# New 2 Me Yamaha 8 hp 2 stroke



## shallowfish (Jan 2, 2007)

Does anyone have any experience with mods for possibly increasing hp in one of these?

I picked this one up for a steal... I want to use it for the NMZ's because of the light weight (60 lbs)


----------



## levip (Dec 4, 2010)

its next to impossible to mod an outboard and have it become a rewarding expierence theres not alot of wiggle room especially in the smaller ones theyre pretty much maxed out per cubic inch from the factory best thing i can tell youif you want more power is to sell this one and try to find a bigger one
if it were me id shoot for an older model than this and sacrifice newness for power and price ive seen ALOT of older (80's models) 15hp johnny rudes in the $600 range lately and its just a personal preference of mine but i wouldnt own an engine made after 1985 they just arent built as well and are really tough to work on and if i cant work on it myself i dont want to own it. 
my 1956 fastwin has 100psi in both cylinders, weighs about 67lbs, and has more grunt than any 15hp motor made today oh and it only cost me 20 bux i probably have about 150 in parts to get her going and thats a complete tear down, new coils, complete water pump kit, tune up kit, lower unit gaskets, driveshaft (to date that was the most expensive part $40) carb kit, and a fuel bowl(i broke it getting it off the carb and its glass) 
keep an eye out 
if you were to mod it youd probably only gain 2-3hp MAX and youd have ALOT of $$$$ in it to do so (read machine work and porting)and youd ruin the resale value 
its a nice motor and i think youd be able to get more than what youve got in it and find something a little older for less than what youd get out of that motor


----------



## shallowfish (Jan 2, 2007)

Thanks for the info.
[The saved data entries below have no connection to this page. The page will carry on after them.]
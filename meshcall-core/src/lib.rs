pub mod error;
pub mod model;
pub mod utils;

pub use error::MalformedMessage;
pub use model::*;
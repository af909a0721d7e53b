mod error;
mod room;
mod signaling;
mod transport;

pub use error::*;
pub use room::*;
pub use signaling::*;
pub use transport::*;

pub use meshcall_core::{PeerId, RoomId, SignalBody, SignalKind, SignalMessage};
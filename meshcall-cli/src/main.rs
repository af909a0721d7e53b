use anyhow::{Context, Result};
use clap::{Parser, Subcommand};
use colored::*;
use meshcall_client::{
    ErrorKind, RoomEvent, RoomSession, RtcSessionFactory, SampleTrackMedia, SessionConfig,
    TransportConfig, WsConnector,
};
use meshcall_core::PeerId;
use meshcall_server::RelayConfig;
use std::net::SocketAddr;
use std::sync::Arc;
use tracing::info;
use tracing_subscriber::EnvFilter;

#[derive(Parser)]
#[command(name = "meshcall")]
#[command(about = "Mesh audio/video rooms over a websocket relay")]
struct Cli {
    #[command(subcommand)]
    command: Commands,
}

#[derive(Subcommand)]
enum Commands {
    /// Run the room relay.
    Relay {
        #[arg(long, default_value = "0.0.0.0:8080")]
        bind: SocketAddr,
    },
    /// Join a room as a headless participant with synthetic tracks.
    Join {
        #[arg(long, default_value = "ws://127.0.0.1:8080/ws")]
        url: String,

        #[arg(short, long)]
        room: String,

        #[arg(short, long)]
        name: String,

        /// Fixed identity instead of a generated one.
        #[arg(long)]
        identity: Option<String>,

        /// STUN server URL, may be repeated. Defaults to public STUN.
        #[arg(long = "stun")]
        stun: Vec<String>,
    },
}

#[tokio::main]
async fn main() -> Result<()> {
    tracing_subscriber::fmt()
        .with_env_filter(
            EnvFilter::try_from_default_env().unwrap_or_else(|_| EnvFilter::new("info")),
        )
        .init();

    match Cli::parse().command {
        Commands::Relay { bind } => run_relay(bind).await,
        Commands::Join {
            url,
            room,
            name,
            identity,
            stun,
        } => run_join(url, room, name, identity, stun).await,
    }
}

async fn run_relay(bind: SocketAddr) -> Result<()> {
    println!("{}", format!("📡 Starting relay on {}", bind).green().bold());

    let config = RelayConfig {
        bind,
        ..Default::default()
    };
    meshcall_server::serve(config)
        .await
        .context("Relay stopped")
}

async fn run_join(
    url: String,
    room: String,
    name: String,
    identity: Option<String>,
    stun: Vec<String>,
) -> Result<()> {
    let transport = if stun.is_empty() {
        TransportConfig::default()
    } else {
        TransportConfig::with_stun_urls(stun)
    };
    let connector = WsConnector::new(&url).with_context(|| format!("Bad relay URL {}", url))?;

    let session = RoomSession::new(
        SessionConfig {
            identity: identity.map(PeerId::from),
            ..Default::default()
        },
        Arc::new(connector),
        Arc::new(SampleTrackMedia),
        Arc::new(RtcSessionFactory::new(transport)),
    );

    println!("{}", format!("🚪 Joining room {} as {}...", room, name).cyan());
    let (handle, mut events) = session
        .join(room.as_str(), &name)
        .await
        .context("Failed to join room")?;
    println!("   🆔 Identity: {}", handle.identity());

    loop {
        tokio::select! {
            _ = tokio::signal::ctrl_c() => {
                info!("Interrupted, leaving {}", room);
                break;
            }
            event = events.recv() => {
                let Some(event) = event else { break };
                let channel_lost = is_channel_loss(&event);
                print_event(&event);
                if channel_lost {
                    break;
                }
            }
        }
    }

    handle.leave().await.context("Failed to leave room")?;
    while let Ok(event) = events.try_recv() {
        print_event(&event);
    }
    println!("{}", "👋 Left the room".green().bold());
    Ok(())
}

fn is_channel_loss(event: &RoomEvent) -> bool {
    matches!(
        event,
        RoomEvent::Error {
            kind: ErrorKind::Channel,
            ..
        }
    )
}

fn print_event(event: &RoomEvent) {
    match event {
        RoomEvent::StatusChanged(status) => println!("{} {}", "●".blue(), status.bold()),
        RoomEvent::PeerVideoAvailable {
            peer_id,
            media,
            display_name,
        } => println!(
            "{} {} ({}) is streaming {}",
            "▶".green(),
            display_name.bold(),
            peer_id,
            media.stream_id
        ),
        RoomEvent::PeerRemoved(peer_id) => println!("{} {} left", "◀".yellow(), peer_id),
        RoomEvent::Error { kind, message } => {
            println!("{} {}: {}", "✖".red(), kind.to_string().red(), message)
        }
    }
}
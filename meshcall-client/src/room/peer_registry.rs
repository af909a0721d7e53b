use crate::room::{NegotiationState, PeerCommand};
use crate::transport::LocalMediaHandle;
use meshcall_core::PeerId;
use std::collections::HashMap;
use tokio::sync::{mpsc, oneshot};
use tokio::task::JoinHandle;
use tracing::debug;

/// The local participant. Holds the media handle every engine shares.
#[derive(Debug, Clone)]
pub struct SelfEntry {
    pub identity: PeerId,
    pub display_name: String,
    pub media: LocalMediaHandle,
}

/// Which side has started negotiating with a peer, if any.
#[derive(Debug, Clone, Copy, PartialEq, Eq)]
pub enum Initiative {
    Pending,
    Local,
    Remote,
}

/// Handle to a running peer task.
pub struct PeerLink {
    id: u64,
    mailbox: mpsc::UnboundedSender<PeerCommand>,
    shutdown: Option<oneshot::Sender<()>>,
    task: Option<JoinHandle<()>>,
}

impl PeerLink {
    pub fn new(
        id: u64,
        mailbox: mpsc::UnboundedSender<PeerCommand>,
        shutdown: oneshot::Sender<()>,
        task: JoinHandle<()>,
    ) -> Self {
        Self {
            id,
            mailbox,
            shutdown: Some(shutdown),
            task: Some(task),
        }
    }

    pub fn id(&self) -> u64 {
        self.id
    }

    /// Hands the command back if the task has already stopped.
    pub fn send(&self, cmd: PeerCommand) -> Result<(), PeerCommand> {
        self.mailbox.send(cmd).map_err(|e| e.0)
    }

    /// Ask the task to stop. Further calls do nothing.
    pub fn shutdown(&mut self) {
        if let Some(tx) = self.shutdown.take() {
            let _ = tx.send(());
        }
    }

    pub fn is_shut_down(&self) -> bool {
        self.shutdown.is_none()
    }

    /// Wait for the task to finish closing its engine.
    pub async fn join(&mut self) {
        if let Some(task) = self.task.take() {
            let _ = task.await;
        }
    }
}

pub struct PeerState {
    pub identity: PeerId,
    pub display_name: Option<String>,
    /// Last state reported by the peer task.
    pub negotiation: NegotiationState,
    pub initiative: Initiative,
    pub media_announced: bool,
    pub link: PeerLink,
}

impl PeerState {
    /// Display name for events, falling back to the identity.
    pub fn label(&self) -> String {
        self.display_name
            .clone()
            .unwrap_or_else(|| self.identity.to_string())
    }

    pub fn is_connected(&self) -> bool {
        self.negotiation == NegotiationState::Connected
    }
}

/// Known participants of one room. Owned by the room actor, which is its
/// only writer.
pub struct PeerRegistry {
    me: SelfEntry,
    peers: HashMap<PeerId, PeerState>,
}

impl PeerRegistry {
    pub fn new(me: SelfEntry) -> Self {
        Self {
            me,
            peers: HashMap::new(),
        }
    }

    pub fn self_entry(&self) -> &SelfEntry {
        &self.me
    }

    /// Returns the entry for `identity`, creating it with a task from `spawn`
    /// if it is new. The flag is `true` when the entry was created. A
    /// non-empty `display_name` replaces the stored one. Returns `None` for
    /// the local identity.
    pub fn upsert<F>(
        &mut self,
        identity: &PeerId,
        display_name: Option<&str>,
        spawn: F,
    ) -> Option<(&mut PeerState, bool)>
    where
        F: FnOnce(&PeerId) -> PeerLink,
    {
        if *identity == self.me.identity {
            return None;
        }

        let display_name = display_name.filter(|n| !n.is_empty());
        let created = !self.peers.contains_key(identity);
        let state = self.peers.entry(identity.clone()).or_insert_with(|| {
            debug!("Registering peer {}", identity);
            PeerState {
                identity: identity.clone(),
                display_name: None,
                negotiation: NegotiationState::Idle,
                initiative: Initiative::Pending,
                media_announced: false,
                link: spawn(identity),
            }
        });

        if let Some(name) = display_name {
            state.display_name = Some(name.to_owned());
        }

        Some((state, created))
    }

    pub fn get(&self, identity: &PeerId) -> Option<&PeerState> {
        self.peers.get(identity)
    }

    pub fn get_mut(&mut self, identity: &PeerId) -> Option<&mut PeerState> {
        self.peers.get_mut(identity)
    }

    pub fn contains(&self, identity: &PeerId) -> bool {
        self.peers.contains_key(identity)
    }

    /// Removes the peer and signals its task to close the engine.
    pub fn remove(&mut self, identity: &PeerId) -> Option<PeerState> {
        let mut state = self.peers.remove(identity)?;
        state.link.shutdown();
        debug!("Unregistered peer {}", identity);
        Some(state)
    }

    pub fn all(&self) -> impl Iterator<Item = &PeerState> {
        self.peers.values()
    }

    pub fn all_mut(&mut self) -> impl Iterator<Item = &mut PeerState> {
        self.peers.values_mut()
    }

    pub fn len(&self) -> usize {
        self.peers.len()
    }

    pub fn is_empty(&self) -> bool {
        self.peers.is_empty()
    }

    pub fn connected_count(&self) -> usize {
        self.peers.values().filter(|p| p.is_connected()).count()
    }

    /// Removes every peer, signalling each task to shut down.
    pub fn drain(&mut self) -> Vec<PeerState> {
        let mut drained: Vec<PeerState> = self.peers.drain().map(|(_, state)| state).collect();
        for state in &mut drained {
            state.link.shutdown();
        }
        drained
    }
}
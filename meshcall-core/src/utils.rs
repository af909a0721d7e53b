pub const DEFAULT_STUN_ADDR: &str = "stun:stun.l.google.com:19302";
pub const DEFAULT_STUN_ADDR_2: &str = "stun:stun1.l.google.com:19302";
pub const DEFAULT_STUN_ADDR_3: &str = "stun:stun2.l.google.com:19302";
pub const DEFAULT_STUN_ADDR_4: &str = "stun:stun3.l.google.com:19302";

/// Query parameter the relay reads the room name from.
pub const ROOM_QUERY_PARAM: &str = "room";
use meshcall_core::IceServerConfig;
use meshcall_core::utils::{
    DEFAULT_STUN_ADDR, DEFAULT_STUN_ADDR_2, DEFAULT_STUN_ADDR_3, DEFAULT_STUN_ADDR_4,
};
use webrtc::ice_transport::ice_server::RTCIceServer;

/// ICE configuration handed to every media session.
#[derive(Debug, Clone)]
pub struct TransportConfig {
    pub ice_servers: Vec<IceServerConfig>,
}

impl TransportConfig {
    pub fn with_stun_urls(urls: Vec<String>) -> Self {
        Self {
            ice_servers: vec![IceServerConfig {
                urls,
                username: None,
                credential: None,
            }],
        }
    }

    pub(crate) fn rtc_ice_servers(&self) -> Vec<RTCIceServer> {
        self.ice_servers
            .iter()
            .filter(|server| !server.urls.is_empty())
            .map(|server| RTCIceServer {
                urls: server.urls.clone(),
                username: server.username.clone().unwrap_or_default(),
                credential: server.credential.clone().unwrap_or_default(),
                ..Default::default()
            })
            .collect()
    }
}

impl Default for TransportConfig {
    fn default() -> Self {
        Self::with_stun_urls(vec![
            DEFAULT_STUN_ADDR.to_owned(),
            DEFAULT_STUN_ADDR_2.to_owned(),
            DEFAULT_STUN_ADDR_3.to_owned(),
            DEFAULT_STUN_ADDR_4.to_owned(),
        ])
    }
}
That's what makes this forum great...


----------



## AfterHours2 (Aug 2, 2010)

Im in the same situation as you. I have a 8 hp johnson and was wanting more power for my highsider. I think I will soon switch to the older 15 2 stroke motors for the weight and overall power. My buddies NMZ scoots with a 15 and 2 people. Just make sure the transom is nice and solid or reinforced.


----------



## Un-shore (Sep 27, 2007)

You might look into prop selection and see if you can tweak out some power there. It looks like you have a dual thrust prop for pushing heavy hulls.

Check the last page;

http://www.yamaha-motor.com/outboard/powermatched/08_prop_pdfs/Propeller%20Descriptions.pdf

Not sure what your options are but microskiff is the best place for that kind of info.

Also how long is the shaft? Maybe a jack plate might help.


----------



## noeettica (Sep 23, 2007)

Might try 

3011 085 08 Solas


----------



## shallowfish (Jan 2, 2007)

will do. thanks guys.


----------